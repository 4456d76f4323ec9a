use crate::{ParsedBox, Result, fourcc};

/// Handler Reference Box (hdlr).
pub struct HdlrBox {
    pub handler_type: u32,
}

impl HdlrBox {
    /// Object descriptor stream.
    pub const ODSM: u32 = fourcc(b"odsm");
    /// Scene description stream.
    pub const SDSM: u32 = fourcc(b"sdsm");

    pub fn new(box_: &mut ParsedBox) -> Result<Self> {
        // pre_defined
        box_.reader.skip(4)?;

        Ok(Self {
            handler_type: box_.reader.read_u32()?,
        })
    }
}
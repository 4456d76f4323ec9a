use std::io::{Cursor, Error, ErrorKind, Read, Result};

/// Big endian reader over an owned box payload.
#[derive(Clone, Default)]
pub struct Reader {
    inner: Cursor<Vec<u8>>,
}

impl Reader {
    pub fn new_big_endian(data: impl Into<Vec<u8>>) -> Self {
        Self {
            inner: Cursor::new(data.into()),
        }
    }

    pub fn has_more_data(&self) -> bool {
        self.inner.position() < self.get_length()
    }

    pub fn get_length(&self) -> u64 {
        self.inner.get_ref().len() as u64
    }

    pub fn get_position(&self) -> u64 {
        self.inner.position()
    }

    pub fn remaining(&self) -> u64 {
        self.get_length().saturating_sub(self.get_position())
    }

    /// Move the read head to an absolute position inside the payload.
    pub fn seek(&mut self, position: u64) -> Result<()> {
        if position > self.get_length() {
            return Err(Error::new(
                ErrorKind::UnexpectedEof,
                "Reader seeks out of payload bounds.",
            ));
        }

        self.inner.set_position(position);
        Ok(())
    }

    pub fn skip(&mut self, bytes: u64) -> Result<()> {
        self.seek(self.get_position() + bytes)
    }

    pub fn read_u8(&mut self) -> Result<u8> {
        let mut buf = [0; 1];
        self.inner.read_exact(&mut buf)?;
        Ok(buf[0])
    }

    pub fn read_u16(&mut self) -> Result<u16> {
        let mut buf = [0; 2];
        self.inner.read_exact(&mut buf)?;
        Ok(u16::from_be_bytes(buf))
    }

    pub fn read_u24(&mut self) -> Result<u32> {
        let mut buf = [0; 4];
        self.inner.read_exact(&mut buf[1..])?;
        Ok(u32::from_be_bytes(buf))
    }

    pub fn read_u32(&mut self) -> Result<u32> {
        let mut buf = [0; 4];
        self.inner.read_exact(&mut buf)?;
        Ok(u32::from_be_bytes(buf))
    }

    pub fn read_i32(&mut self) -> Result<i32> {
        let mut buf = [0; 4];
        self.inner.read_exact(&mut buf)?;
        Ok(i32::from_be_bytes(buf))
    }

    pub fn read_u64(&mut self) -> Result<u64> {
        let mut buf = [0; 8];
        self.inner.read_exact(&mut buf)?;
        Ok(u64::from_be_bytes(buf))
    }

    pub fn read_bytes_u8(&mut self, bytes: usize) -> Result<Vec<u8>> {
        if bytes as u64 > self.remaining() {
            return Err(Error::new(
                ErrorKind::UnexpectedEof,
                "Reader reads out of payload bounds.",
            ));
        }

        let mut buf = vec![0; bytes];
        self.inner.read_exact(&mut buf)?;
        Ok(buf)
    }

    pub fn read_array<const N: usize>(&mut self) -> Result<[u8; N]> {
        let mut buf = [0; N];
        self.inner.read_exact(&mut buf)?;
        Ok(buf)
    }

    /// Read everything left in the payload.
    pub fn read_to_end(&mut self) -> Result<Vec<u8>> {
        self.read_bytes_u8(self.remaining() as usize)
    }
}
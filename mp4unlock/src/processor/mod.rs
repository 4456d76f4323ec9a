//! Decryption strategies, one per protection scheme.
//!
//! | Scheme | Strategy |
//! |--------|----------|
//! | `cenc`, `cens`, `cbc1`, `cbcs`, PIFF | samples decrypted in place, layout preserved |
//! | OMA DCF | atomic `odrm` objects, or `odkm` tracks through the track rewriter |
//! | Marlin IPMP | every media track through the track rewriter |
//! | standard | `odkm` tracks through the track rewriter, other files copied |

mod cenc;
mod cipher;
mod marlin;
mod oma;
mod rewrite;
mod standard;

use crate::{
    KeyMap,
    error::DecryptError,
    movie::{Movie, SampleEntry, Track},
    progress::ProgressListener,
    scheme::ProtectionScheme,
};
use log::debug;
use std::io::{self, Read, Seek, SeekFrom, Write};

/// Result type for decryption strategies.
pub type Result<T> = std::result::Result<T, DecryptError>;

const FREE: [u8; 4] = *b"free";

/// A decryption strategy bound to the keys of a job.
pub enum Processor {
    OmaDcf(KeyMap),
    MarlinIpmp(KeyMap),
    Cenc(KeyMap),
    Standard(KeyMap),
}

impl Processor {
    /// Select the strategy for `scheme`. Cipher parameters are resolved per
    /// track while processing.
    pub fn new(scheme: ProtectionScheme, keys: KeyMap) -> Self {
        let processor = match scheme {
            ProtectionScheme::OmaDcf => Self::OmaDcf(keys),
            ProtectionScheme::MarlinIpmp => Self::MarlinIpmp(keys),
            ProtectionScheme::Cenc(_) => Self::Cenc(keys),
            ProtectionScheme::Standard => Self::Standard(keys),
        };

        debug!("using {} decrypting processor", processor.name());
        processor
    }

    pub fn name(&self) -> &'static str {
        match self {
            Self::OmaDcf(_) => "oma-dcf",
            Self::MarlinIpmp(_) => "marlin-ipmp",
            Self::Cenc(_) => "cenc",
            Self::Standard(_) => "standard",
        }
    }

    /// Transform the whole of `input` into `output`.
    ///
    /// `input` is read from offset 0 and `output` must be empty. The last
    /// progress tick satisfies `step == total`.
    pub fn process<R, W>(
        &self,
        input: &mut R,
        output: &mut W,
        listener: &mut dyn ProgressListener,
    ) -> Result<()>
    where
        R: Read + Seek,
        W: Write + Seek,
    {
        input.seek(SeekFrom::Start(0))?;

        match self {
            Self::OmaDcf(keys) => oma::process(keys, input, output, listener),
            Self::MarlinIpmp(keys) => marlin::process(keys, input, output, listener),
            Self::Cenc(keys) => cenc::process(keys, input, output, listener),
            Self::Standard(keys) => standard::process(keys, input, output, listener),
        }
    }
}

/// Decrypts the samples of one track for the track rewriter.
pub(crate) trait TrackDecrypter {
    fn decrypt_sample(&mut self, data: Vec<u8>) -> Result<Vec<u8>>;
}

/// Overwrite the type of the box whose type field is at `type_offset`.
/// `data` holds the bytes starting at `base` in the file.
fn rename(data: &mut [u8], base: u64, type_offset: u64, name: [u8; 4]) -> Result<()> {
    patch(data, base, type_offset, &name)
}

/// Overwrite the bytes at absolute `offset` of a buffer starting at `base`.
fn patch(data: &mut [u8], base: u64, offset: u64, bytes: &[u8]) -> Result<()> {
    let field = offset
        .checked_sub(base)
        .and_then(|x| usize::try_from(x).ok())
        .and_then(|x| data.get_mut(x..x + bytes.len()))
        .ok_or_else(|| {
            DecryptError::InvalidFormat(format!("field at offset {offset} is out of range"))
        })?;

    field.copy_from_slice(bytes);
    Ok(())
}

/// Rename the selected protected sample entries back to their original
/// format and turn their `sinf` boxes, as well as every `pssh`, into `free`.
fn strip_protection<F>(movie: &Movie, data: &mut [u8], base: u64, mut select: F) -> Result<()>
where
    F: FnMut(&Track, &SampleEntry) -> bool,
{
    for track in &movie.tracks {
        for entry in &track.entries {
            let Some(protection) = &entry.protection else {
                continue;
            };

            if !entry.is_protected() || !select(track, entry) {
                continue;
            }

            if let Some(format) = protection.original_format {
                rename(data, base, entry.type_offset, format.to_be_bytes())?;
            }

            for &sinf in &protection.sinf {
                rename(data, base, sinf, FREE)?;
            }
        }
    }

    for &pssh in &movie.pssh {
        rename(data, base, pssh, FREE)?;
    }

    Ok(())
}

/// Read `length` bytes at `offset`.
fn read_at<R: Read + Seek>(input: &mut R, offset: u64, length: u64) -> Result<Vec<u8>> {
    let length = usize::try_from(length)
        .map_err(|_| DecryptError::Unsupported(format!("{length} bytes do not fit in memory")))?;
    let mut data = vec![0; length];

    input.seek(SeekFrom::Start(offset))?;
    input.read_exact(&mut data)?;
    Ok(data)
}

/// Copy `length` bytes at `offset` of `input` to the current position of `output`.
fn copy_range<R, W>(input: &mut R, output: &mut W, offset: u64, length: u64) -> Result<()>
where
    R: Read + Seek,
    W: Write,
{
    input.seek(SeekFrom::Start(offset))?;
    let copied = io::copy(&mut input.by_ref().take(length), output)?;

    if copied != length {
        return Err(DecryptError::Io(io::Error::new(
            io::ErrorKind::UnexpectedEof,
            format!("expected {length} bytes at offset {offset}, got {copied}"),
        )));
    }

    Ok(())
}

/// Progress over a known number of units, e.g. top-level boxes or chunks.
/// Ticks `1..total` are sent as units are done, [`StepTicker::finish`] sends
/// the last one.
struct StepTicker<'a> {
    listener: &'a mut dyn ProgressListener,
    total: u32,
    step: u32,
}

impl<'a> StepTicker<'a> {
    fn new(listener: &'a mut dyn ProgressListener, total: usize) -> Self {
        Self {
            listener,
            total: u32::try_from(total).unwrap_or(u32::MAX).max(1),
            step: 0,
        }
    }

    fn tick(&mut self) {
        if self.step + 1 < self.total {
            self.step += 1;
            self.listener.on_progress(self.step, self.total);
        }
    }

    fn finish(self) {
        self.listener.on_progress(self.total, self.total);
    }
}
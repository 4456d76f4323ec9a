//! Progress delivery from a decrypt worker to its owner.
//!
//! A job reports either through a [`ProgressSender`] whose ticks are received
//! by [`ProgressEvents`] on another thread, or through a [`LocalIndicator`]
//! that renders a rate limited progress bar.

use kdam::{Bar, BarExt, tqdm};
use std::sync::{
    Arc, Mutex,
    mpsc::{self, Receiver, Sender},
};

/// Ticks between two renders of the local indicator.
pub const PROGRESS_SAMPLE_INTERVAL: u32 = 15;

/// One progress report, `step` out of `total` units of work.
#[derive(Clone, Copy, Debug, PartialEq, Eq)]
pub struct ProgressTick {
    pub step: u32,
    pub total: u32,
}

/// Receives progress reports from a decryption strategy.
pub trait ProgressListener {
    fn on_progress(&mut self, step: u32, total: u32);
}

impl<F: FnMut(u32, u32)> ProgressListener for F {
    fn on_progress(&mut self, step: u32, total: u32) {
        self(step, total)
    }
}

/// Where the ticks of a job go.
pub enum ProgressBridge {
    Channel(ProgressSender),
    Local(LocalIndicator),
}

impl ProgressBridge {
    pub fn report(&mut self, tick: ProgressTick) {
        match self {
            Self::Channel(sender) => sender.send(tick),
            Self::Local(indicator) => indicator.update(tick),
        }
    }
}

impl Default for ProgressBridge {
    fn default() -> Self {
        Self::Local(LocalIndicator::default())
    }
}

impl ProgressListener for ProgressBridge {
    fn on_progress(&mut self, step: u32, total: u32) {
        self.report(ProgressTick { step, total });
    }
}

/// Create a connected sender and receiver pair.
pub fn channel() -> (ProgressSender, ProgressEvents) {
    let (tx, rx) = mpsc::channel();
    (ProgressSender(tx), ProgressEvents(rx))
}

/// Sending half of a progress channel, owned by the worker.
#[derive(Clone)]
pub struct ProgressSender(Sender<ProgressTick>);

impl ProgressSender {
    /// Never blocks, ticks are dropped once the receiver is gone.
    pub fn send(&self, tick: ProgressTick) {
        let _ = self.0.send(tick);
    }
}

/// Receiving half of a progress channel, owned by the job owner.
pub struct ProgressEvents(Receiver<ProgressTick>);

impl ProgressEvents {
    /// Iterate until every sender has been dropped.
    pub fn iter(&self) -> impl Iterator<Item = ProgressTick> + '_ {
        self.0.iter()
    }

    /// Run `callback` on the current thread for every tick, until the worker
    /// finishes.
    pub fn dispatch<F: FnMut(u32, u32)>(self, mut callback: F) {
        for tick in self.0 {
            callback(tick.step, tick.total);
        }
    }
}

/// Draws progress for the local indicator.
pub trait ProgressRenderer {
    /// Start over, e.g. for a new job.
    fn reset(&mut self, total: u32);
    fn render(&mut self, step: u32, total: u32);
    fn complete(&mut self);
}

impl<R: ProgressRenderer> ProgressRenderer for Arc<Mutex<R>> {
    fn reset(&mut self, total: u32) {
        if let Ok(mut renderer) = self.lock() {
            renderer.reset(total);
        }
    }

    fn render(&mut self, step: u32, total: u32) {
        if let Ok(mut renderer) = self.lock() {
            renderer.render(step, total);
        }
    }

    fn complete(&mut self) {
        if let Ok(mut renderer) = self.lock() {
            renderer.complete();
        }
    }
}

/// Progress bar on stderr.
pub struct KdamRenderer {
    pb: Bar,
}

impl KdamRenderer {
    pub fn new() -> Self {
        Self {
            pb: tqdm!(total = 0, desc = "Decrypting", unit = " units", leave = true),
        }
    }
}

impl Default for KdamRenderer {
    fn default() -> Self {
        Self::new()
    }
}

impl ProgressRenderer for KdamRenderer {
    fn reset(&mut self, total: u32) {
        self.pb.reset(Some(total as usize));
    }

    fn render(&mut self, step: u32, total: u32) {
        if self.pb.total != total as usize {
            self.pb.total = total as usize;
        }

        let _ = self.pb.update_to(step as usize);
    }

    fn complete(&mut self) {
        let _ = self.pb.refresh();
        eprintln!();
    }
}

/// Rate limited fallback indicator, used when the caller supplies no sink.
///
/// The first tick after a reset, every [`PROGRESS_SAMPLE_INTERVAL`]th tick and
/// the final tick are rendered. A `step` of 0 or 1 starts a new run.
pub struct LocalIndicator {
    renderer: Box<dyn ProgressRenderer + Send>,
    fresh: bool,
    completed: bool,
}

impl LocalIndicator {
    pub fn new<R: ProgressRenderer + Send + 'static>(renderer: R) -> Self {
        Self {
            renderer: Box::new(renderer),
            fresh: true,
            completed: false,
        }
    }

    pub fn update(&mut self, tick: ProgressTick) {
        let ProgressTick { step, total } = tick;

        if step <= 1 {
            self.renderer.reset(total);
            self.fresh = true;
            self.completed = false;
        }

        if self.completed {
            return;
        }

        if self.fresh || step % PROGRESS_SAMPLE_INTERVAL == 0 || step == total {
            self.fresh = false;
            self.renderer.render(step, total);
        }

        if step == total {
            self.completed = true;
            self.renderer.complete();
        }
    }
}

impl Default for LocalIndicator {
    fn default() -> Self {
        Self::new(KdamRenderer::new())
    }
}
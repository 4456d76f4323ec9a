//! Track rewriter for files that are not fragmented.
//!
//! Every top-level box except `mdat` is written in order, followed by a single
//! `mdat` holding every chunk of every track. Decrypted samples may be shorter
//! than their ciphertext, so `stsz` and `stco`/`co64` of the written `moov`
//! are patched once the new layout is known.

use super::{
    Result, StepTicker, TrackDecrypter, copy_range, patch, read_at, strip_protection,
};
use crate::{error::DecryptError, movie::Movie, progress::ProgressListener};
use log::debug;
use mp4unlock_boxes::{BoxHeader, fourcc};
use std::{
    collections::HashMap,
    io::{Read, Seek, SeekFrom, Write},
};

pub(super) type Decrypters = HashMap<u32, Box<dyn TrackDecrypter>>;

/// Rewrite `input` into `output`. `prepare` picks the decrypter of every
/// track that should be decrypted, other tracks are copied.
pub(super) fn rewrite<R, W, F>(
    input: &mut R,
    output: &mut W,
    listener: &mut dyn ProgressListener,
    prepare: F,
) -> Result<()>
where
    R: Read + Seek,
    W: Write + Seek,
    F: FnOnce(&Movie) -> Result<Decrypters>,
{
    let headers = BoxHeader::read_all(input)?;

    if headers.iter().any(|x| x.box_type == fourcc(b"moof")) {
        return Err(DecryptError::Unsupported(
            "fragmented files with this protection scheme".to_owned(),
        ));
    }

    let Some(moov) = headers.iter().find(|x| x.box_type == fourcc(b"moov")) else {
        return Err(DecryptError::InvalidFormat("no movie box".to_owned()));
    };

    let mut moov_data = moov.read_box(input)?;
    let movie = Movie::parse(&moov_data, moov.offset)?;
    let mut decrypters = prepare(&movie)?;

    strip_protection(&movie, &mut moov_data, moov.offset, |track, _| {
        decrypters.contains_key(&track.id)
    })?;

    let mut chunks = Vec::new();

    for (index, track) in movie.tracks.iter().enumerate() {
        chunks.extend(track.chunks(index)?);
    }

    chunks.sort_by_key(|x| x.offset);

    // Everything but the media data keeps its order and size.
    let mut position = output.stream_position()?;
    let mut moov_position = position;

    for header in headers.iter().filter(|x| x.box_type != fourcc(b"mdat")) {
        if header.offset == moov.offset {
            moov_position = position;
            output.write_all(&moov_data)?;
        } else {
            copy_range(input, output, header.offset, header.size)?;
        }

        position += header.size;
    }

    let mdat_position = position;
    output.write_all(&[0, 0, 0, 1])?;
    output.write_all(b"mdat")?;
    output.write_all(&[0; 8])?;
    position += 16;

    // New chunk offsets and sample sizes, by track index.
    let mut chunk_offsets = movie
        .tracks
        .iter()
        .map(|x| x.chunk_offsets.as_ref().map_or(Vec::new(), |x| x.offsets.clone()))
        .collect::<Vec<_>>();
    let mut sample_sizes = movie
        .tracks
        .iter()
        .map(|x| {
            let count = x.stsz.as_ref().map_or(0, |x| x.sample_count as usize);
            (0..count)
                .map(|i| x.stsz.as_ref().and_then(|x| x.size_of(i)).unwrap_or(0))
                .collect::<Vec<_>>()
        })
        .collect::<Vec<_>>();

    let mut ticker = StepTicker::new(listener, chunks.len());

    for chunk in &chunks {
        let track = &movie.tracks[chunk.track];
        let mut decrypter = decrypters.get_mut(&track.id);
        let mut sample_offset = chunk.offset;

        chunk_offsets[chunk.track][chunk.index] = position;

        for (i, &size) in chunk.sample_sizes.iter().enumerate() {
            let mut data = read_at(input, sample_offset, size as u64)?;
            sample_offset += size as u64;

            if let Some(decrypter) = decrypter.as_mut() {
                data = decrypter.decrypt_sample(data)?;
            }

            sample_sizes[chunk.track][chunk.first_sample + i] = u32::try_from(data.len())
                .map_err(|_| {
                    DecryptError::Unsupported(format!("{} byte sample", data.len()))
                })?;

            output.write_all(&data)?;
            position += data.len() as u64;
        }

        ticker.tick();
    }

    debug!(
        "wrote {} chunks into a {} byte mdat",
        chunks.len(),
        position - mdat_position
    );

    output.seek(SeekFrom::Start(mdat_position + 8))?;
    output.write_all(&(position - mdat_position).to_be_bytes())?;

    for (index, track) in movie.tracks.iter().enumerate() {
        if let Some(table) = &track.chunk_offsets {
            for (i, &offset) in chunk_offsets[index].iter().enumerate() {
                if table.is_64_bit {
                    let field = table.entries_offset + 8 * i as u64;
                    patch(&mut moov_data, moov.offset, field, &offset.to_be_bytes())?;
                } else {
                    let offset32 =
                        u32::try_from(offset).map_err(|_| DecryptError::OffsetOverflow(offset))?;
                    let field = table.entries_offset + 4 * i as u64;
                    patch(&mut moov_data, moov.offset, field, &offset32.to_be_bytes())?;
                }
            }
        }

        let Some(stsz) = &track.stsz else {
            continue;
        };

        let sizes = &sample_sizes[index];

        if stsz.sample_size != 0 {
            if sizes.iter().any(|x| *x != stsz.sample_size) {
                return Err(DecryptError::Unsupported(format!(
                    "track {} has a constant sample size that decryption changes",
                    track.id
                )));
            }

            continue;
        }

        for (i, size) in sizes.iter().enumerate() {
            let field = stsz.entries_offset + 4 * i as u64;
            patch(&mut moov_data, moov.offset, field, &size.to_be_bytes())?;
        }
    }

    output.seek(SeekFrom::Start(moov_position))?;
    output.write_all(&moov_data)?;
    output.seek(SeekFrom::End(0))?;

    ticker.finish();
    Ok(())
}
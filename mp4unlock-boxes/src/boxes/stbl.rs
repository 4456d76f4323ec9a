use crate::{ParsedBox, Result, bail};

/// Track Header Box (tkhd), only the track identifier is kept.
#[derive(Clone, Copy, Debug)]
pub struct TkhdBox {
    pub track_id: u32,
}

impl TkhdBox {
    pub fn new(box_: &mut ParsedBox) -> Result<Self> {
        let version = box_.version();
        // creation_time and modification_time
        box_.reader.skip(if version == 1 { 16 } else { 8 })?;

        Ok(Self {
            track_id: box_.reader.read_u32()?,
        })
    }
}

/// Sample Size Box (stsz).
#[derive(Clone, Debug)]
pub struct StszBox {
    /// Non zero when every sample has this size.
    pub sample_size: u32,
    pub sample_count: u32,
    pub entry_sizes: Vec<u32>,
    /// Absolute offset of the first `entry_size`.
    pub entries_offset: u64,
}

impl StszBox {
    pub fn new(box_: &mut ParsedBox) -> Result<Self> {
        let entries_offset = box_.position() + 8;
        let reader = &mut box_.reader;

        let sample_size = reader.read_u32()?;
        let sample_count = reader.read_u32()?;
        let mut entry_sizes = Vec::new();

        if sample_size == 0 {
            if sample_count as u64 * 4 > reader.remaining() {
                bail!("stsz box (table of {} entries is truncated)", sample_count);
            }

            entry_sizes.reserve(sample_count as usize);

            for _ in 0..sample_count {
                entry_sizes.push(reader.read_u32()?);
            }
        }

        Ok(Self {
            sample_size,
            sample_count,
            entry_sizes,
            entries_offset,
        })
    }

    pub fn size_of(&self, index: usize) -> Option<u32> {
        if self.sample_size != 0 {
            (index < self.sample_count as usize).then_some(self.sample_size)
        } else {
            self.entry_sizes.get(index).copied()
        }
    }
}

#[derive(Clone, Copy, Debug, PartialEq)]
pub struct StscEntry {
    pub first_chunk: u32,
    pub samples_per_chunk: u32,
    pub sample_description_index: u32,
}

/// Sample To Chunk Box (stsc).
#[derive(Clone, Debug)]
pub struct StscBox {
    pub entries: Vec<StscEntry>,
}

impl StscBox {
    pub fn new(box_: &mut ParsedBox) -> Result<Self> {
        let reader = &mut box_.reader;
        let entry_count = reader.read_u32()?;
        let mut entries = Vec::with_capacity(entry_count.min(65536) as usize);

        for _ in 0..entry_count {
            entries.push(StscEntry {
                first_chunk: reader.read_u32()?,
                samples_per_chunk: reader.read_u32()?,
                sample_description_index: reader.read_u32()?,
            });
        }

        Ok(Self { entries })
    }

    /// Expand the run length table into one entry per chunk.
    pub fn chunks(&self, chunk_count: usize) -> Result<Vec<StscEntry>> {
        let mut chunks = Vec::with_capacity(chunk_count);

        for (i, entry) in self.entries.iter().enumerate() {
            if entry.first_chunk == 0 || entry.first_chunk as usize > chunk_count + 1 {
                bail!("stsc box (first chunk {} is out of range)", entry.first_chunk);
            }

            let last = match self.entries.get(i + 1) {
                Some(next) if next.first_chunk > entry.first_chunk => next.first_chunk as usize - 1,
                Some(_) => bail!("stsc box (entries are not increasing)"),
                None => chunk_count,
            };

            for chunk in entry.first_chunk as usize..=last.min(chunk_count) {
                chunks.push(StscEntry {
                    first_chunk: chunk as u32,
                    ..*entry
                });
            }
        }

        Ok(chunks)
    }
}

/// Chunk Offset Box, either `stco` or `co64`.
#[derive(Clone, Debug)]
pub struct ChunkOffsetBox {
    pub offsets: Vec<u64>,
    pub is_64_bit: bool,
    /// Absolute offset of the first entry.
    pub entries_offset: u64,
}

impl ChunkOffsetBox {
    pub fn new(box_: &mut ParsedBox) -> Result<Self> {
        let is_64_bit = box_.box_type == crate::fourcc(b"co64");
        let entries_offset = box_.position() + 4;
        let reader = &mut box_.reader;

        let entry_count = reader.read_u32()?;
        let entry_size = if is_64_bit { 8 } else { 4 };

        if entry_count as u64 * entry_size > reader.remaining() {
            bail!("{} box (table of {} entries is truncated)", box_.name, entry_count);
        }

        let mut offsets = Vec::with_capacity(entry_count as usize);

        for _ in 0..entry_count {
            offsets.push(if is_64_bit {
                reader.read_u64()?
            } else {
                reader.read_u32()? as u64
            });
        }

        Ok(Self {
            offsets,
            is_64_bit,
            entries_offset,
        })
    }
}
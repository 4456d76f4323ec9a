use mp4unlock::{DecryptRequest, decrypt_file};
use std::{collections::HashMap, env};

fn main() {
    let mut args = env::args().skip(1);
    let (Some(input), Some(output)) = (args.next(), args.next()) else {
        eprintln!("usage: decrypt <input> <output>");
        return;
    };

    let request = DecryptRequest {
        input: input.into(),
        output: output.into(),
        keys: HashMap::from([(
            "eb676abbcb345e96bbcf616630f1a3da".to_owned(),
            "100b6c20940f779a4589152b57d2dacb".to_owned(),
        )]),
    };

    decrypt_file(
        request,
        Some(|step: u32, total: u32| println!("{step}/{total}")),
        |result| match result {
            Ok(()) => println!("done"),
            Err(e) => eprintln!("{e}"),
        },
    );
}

══════

Requirement
Starting from the records above, copy each line where the string "BoxHeader" is found.

Output of the task
use mp4unlock_boxes::{BoxHeader, fourcc};
    let headers = BoxHeader::read_all(input)?;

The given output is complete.